Introduced by Liberal Democrat Councillor Josh Matthews, Cambridge Council voted on 22 October 2020 to support the statement that men are women if they claim to be, women are men if they believe so, and non-binary people are special because everyone else neatly fits into a stereotype.2 This entailed that they endorsed the underlying ideology that sex-role stereotypes are innate, single-sex attraction is bigoted and children who don’t conform to sexist expectations require medicalising and surgically fixing.3 In this motion Cambridge Council have changed the definition of sex to mean how one feels, something which needs to be swiftly reconsidered in light of the 17 March 2021 High Court Ruling against the Office of National Statistics. ‘This case established that sex is a distinct concept in law, not something shaped by how a person feels’ and that organisations can ask a person’s sex when it is appropriate.4 Furthermore, this is not a belief which can be held without corresponding action.

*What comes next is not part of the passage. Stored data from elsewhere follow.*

//! Syscall error codes
//!
//! A failed invocation replies to the caller with the error code as the
//! message label and the error's auxiliary words in the message registers.
//! Failed lookups additionally encode the lookup failure, starting with
//! one of the [`lookup_failure`] codes.

/// Syscall error codes, carried as the reply label.
#[repr(u64)]
#[derive(Clone, Copy, Debug, PartialEq, Eq)]
pub enum SyscallErrorKind {
    /// Success.
    NoError = 0,
    /// An argument was invalid; aux word: argument number.
    InvalidArgument = 1,
    /// A capability argument was of the wrong kind; aux: argument number.
    InvalidCapability = 2,
    /// The operation is not permitted on this object.
    IllegalOperation = 3,
    /// An argument was out of range; aux: minimum, maximum.
    RangeError = 4,
    /// An argument was misaligned.
    AlignmentError = 5,
    /// A capability lookup failed; aux: source flag, lookup failure.
    FailedLookup = 6,
    /// The message was too short for the invocation.
    TruncatedMessage = 7,
    /// The destination slot is occupied.
    DeleteFirst = 8,
    /// The capability still has children.
    RevokeFirst = 9,
    /// The untyped region is too full; aux: bytes remaining.
    NotEnoughMemory = 10,
}

impl SyscallErrorKind {
    /// Convert to the raw label value.
    #[inline]
    pub const fn as_u64(self) -> u64 {
        self as u64
    }

    /// Try to convert from a raw label.
    pub fn from_u64(value: u64) -> Option<Self> {
        match value {
            0 => Some(Self::NoError),
            1 => Some(Self::InvalidArgument),
            2 => Some(Self::InvalidCapability),
            3 => Some(Self::IllegalOperation),
            4 => Some(Self::RangeError),
            5 => Some(Self::AlignmentError),
            6 => Some(Self::FailedLookup),
            7 => Some(Self::TruncatedMessage),
            8 => Some(Self::DeleteFirst),
            9 => Some(Self::RevokeFirst),
            10 => Some(Self::NotEnoughMemory),
            _ => None,
        }
    }

    /// Get the error name for logging.
    pub const fn name(self) -> &'static str {
        match self {
            Self::NoError => "NoError",
            Self::InvalidArgument => "InvalidArgument",
            Self::InvalidCapability => "InvalidCapability",
            Self::IllegalOperation => "IllegalOperation",
            Self::RangeError => "RangeError",
            Self::AlignmentError => "AlignmentError",
            Self::FailedLookup => "FailedLookup",
            Self::TruncatedMessage => "TruncatedMessage",
            Self::DeleteFirst => "DeleteFirst",
            Self::RevokeFirst => "RevokeFirst",
            Self::NotEnoughMemory => "NotEnoughMemory",
        }
    }
}

/// Lookup failure codes, written as the first word of an encoded failure.
pub mod lookup_failure {
    /// No failure.
    pub const NO_FAILURE: u64 = 0;
    /// The root capability was not a CNode.
    pub const INVALID_ROOT: u64 = 1;
    /// The slot was empty or of the wrong kind.
    pub const MISSING_CAPABILITY: u64 = 2;
    /// Resolution ran out of, or had leftover, bits.
    pub const DEPTH_MISMATCH: u64 = 3;
    /// A guard did not match.
    pub const GUARD_MISMATCH: u64 = 4;
}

Cambridge Council, in pledging their faith, promised to remove as many women’s single-sex services as possible to the deity of male inclusion and male demands. As Mr Matthews and others currently campaign for votes in the local elections, will they be declaring on the doorstep that they don’t think sex is important, that they believe women are defined by what they are wearing and that they will work to remove women’s single-sex services in the area? If not, why not? Why hide their strongly held beliefs in local government minutes? Why refuse to answer questions about this motion? Is that democratic?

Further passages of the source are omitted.